Friday, 15 July 2011
The First Botch Of The Proms
Last year, 2010, in July I commented on the BBC Prom’s TV programming. Tonight the new season begins yet the botching of the TV work continues. The BBC now has six channels available, four in digital, 1, 2, 3 and 4 together with two HD channels. The HD are still random common screenings or repeats of those on the other four.
Tonight is The First Night, supposedly a Big Start. BBC1 is out, it does not fit the required market segments and nor does BBC3. So we have 2 or 4. But the Open Golf is on 2 and could possibly over run. Consequently, the Prom TV start is delayed from that in the Albert Hall and if the golf goes on will have to wait.
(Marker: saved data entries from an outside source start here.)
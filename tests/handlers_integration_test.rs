//! Integration tests for the Telegram handlers.
//!
//! Drives the real dispatcher schema with a mocked Bot API, so the full
//! command routing, dialogue transitions, and database writes are
//! exercised without touching Telegram. The rate cache is primed from a
//! canned feed document; the mailer runs in no-op mode, so verification
//! codes are read back from the database.

use std::sync::Arc;
use std::time::Duration;

use serial_test::serial;
use teloxide::types::UserId;
use teloxide_tests::{MockBot, MockMessageText};

use kursobot::core::rate_limiter::RateLimiter;
use kursobot::email::Mailer;
use kursobot::rates::feed::parse_rate_table;
use kursobot::rates::RateCache;
use kursobot::storage::{create_pool, db, get_connection, DbPool};
use kursobot::telegram::{schema, DialogueState, DialogueStore, HandlerDeps};

const FEED: &str = r#"<?xml version="1.0" encoding="UTF-8"?>
<ValCurs Date="02.03.2026" name="Foreign Currency Market">
  <Valute ID="R01235">
    <NumCode>840</NumCode>
    <CharCode>USD</CharCode>
    <Nominal>1</Nominal>
    <Name>Доллар США</Name>
    <Value>90,50</Value>
  </Valute>
  <Valute ID="R01239">
    <NumCode>978</NumCode>
    <CharCode>EUR</CharCode>
    <Nominal>1</Nominal>
    <Name>Евро</Name>
    <Value>98,00</Value>
  </Valute>
</ValCurs>"#;

struct TestDeps {
    _dir: tempfile::TempDir,
    db_pool: Arc<DbPool>,
    dialogues: Arc<DialogueStore>,
    deps: HandlerDeps,
}

async fn create_test_deps() -> TestDeps {
    let dir = tempfile::tempdir().unwrap();
    let path = dir.path().join("test.sqlite");
    let db_pool = Arc::new(create_pool(path.to_str().unwrap()).unwrap());

    let rates = Arc::new(RateCache::with_ttl(
        "http://127.0.0.1:1/unused",
        Duration::from_secs(3600),
    ));
    rates.prime(parse_rate_table(FEED).unwrap()).await;

    let dialogues = Arc::new(DialogueStore::new());

    let deps = HandlerDeps {
        db_pool: Arc::clone(&db_pool),
        rates,
        rate_limiter: Arc::new(RateLimiter::new()),
        mailer: Mailer::from_config().unwrap(),
        dialogues: Arc::clone(&dialogues),
        bot_username: Some("test_bot".to_string()),
        bot_id: UserId(123456789),
    };

    TestDeps {
        _dir: dir,
        db_pool,
        dialogues,
        deps,
    }
}

fn pending_code(db_pool: &Arc<DbPool>, user_id: i64) -> String {
    let conn = get_connection(db_pool).unwrap();
    conn.query_row(
        "SELECT code FROM verification_codes WHERE user_id = ?1",
        [user_id],
        |row| row.get(0),
    )
    .unwrap()
}

#[tokio::test]
#[serial]
async fn test_command_aborts_pending_dialogue() {
    let t = create_test_deps().await;

    // /register puts the chat mid-dialogue; /rates must abort it
    let mut bot = MockBot::new(
        vec![
            MockMessageText::new().text("/register"),
            MockMessageText::new().text("/rates"),
        ],
        schema(t.deps),
    );
    bot.dispatch().await;

    let responses = bot.get_responses();
    let sent = &responses.sent_messages;
    assert_eq!(sent.len(), 2);
    assert!(sent[0].text().unwrap().contains("email"));
    assert!(sent[1].text().unwrap().contains("Курсы валют"));

    let chat_id = sent[0].chat.id;
    assert_eq!(t.dialogues.get(chat_id), DialogueState::Idle);
}

#[tokio::test]
#[serial]
async fn test_register_reprompts_on_malformed_email() {
    let t = create_test_deps().await;

    let mut bot = MockBot::new(
        vec![
            MockMessageText::new().text("/register"),
            MockMessageText::new().text("это не почта"),
        ],
        schema(t.deps),
    );
    bot.dispatch().await;

    let responses = bot.get_responses();
    let sent = &responses.sent_messages;
    assert!(sent.last().unwrap().text().unwrap().contains("не похоже"));

    // The chat stays on the email step instead of falling back to Idle
    let chat_id = sent[0].chat.id;
    assert_eq!(t.dialogues.get(chat_id), DialogueState::RegisterAwaitingEmail);
}

#[tokio::test]
#[serial]
async fn test_register_flow_verifies_email() {
    let t = create_test_deps().await;
    let dialogues = Arc::clone(&t.dialogues);
    let db_pool = Arc::clone(&t.db_pool);

    let mut bot = MockBot::new(
        vec![
            MockMessageText::new().text("/register"),
            MockMessageText::new().text("alice@example.com"),
        ],
        schema(t.deps),
    );
    bot.dispatch().await;

    let responses = bot.get_responses();
    let sent = &responses.sent_messages;
    assert!(sent.last().unwrap().text().unwrap().contains("Отправил код"));

    let chat_id = sent[0].chat.id;
    assert_eq!(
        dialogues.get(chat_id),
        DialogueState::RegisterAwaitingCode {
            email: "alice@example.com".to_string()
        }
    );

    // Submit the code that landed in the database (no-op mailer)
    let code = pending_code(&db_pool, chat_id.0);
    bot.update(MockMessageText::new().text(code));
    bot.dispatch().await;

    let responses = bot.get_responses();
    assert!(responses
        .sent_messages
        .last()
        .unwrap()
        .text()
        .unwrap()
        .contains("подтверждён"));
    assert_eq!(dialogues.get(chat_id), DialogueState::Idle);

    let conn = get_connection(&db_pool).unwrap();
    let user = db::get_user(&conn, chat_id.0).unwrap().unwrap();
    assert!(user.is_verified());
}

#[tokio::test]
#[serial]
async fn test_wrong_code_keeps_chat_on_code_step() {
    let t = create_test_deps().await;
    let dialogues = Arc::clone(&t.dialogues);

    let mut bot = MockBot::new(
        vec![
            MockMessageText::new().text("/register"),
            MockMessageText::new().text("bob@example.com"),
            MockMessageText::new().text("000000"),
        ],
        schema(t.deps),
    );
    bot.dispatch().await;

    let responses = bot.get_responses();
    let sent = &responses.sent_messages;
    let reply = sent.last().unwrap().text().unwrap();
    // The real code is random; a collision with 000000 is one in 900000
    assert!(reply.contains("Неверный код"), "unexpected reply: {}", reply);

    let chat_id = sent[0].chat.id;
    assert_eq!(
        dialogues.get(chat_id),
        DialogueState::RegisterAwaitingCode {
            email: "bob@example.com".to_string()
        }
    );
}

#[tokio::test]
#[serial]
async fn test_convert_dialogue_end_to_end() {
    let t = create_test_deps().await;
    let dialogues = Arc::clone(&t.dialogues);
    let db_pool = Arc::clone(&t.db_pool);

    // Learn the mock chat id, then verify the user directly in the store
    let mut bot = MockBot::new(MockMessageText::new().text("/start"), schema(t.deps));
    bot.dispatch().await;
    let chat_id = bot.get_responses().sent_messages[0].chat.id;
    {
        let conn = get_connection(&db_pool).unwrap();
        db::set_user_email(&conn, chat_id.0, "carol@example.com").unwrap();
        db::mark_email_verified(&conn, chat_id.0).unwrap();
    }

    bot.update(MockMessageText::new().text("/convert"));
    bot.dispatch().await;
    assert_eq!(dialogues.get(chat_id), DialogueState::ConvertAwaitingSource);

    // Unknown source currency re-prompts without losing the step
    bot.update(MockMessageText::new().text("XYZ"));
    bot.dispatch().await;
    assert!(bot
        .get_responses()
        .sent_messages
        .last()
        .unwrap()
        .text()
        .unwrap()
        .contains("Не знаю валюту"));
    assert_eq!(dialogues.get(chat_id), DialogueState::ConvertAwaitingSource);

    bot.update(MockMessageText::new().text("usd"));
    bot.dispatch().await;
    assert_eq!(
        dialogues.get(chat_id),
        DialogueState::ConvertAwaitingTarget {
            from: "USD".to_string()
        }
    );

    bot.update(MockMessageText::new().text("rub"));
    bot.dispatch().await;
    bot.update(MockMessageText::new().text("100"));
    bot.dispatch().await;

    let responses = bot.get_responses();
    let reply = responses.sent_messages.last().unwrap().text().unwrap();
    assert!(reply.contains("Итого"), "unexpected reply: {}", reply);
    assert_eq!(dialogues.get(chat_id), DialogueState::Idle);

    let conn = get_connection(&db_pool).unwrap();
    let history = db::get_conversion_history(&conn, chat_id.0, 10, 0).unwrap();
    assert_eq!(history.len(), 1);
    assert_eq!(history[0].from_code, "USD");
    assert_eq!(history[0].to_code, "RUB");
}

#[tokio::test]
#[serial]
async fn test_one_shot_conversion_requires_verified_email() {
    let t = create_test_deps().await;

    let mut bot = MockBot::new(MockMessageText::new().text("USD RUB 100"), schema(t.deps));
    bot.dispatch().await;

    let responses = bot.get_responses();
    let reply = responses.sent_messages.last().unwrap().text().unwrap();
    assert!(reply.contains("/register"), "unexpected reply: {}", reply);
}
Meanwhile on BBC4, beginning at 7.30 we have the “Life of Peter Maxwell Davies”, a leading British composer. That this might constitute some kind of clash has escaped the programmers. To clash with the opposition may be a misfortune but to clash with yourself is carelessness.
It does not end there, because the TV running is short of the timing in the Hall by half an hour. Clearly the interval with the chat and comment is being dumped, but so is one of the pieces in first half.
Last year I did a full scale workout of all the barmy clashes and errors made in the TV programming and it was a very long list. Trust me; it is just as bad this year.
Yes the BBC have all these “managers”, layer upon layer going back to The Cretaceous. They have all the focus groups and the full battery of modern management and digital facilities.
Yet year after year they botch the basic TV programming and presentation of their major music festival that has a world market and a strong following in the UK. Last year this was the comment:
The 2010 Proms have begun. It took the BBC forty years after it took over this festival of music to begin broadcasting it in a regular and reliable fashion on the radio. It has taken even longer for the BBC to come to terms with this new fangled TV thing that has so upset their ordered universe.
At first the only TV item was the Last Night second part that was put on to feature Sir Malcolm Sargent, a celebrity conductor. One disastrous effect of this was to fasten a completely false image on a complicated and broad based music festival.
It was something that the BBC resolutely refused to shake off until very recently despite the evidence under their eyes. Yet another case of BBC image being totally at variance with the facts.
At present and in recent years with the BBC Proms team in tandem with R3 it has been possible to know what was happening and why on radio. Unluckily, when it comes to TV this falls into other hands. Too many of them with too many distinct organisational and internal political interests to be able to sort out what they are supposed to be doing and why.
The TV programming has become a hit and miss business that both ignores its audience and the real purpose of the festival. This year it is a Mahler anniversary and there is a big Mahler audience out there, not only in the UK but internationally. When you see the grotesque mess they have made of this it is astonishing.
Tonight we will skip the TV and stick to the steam radio.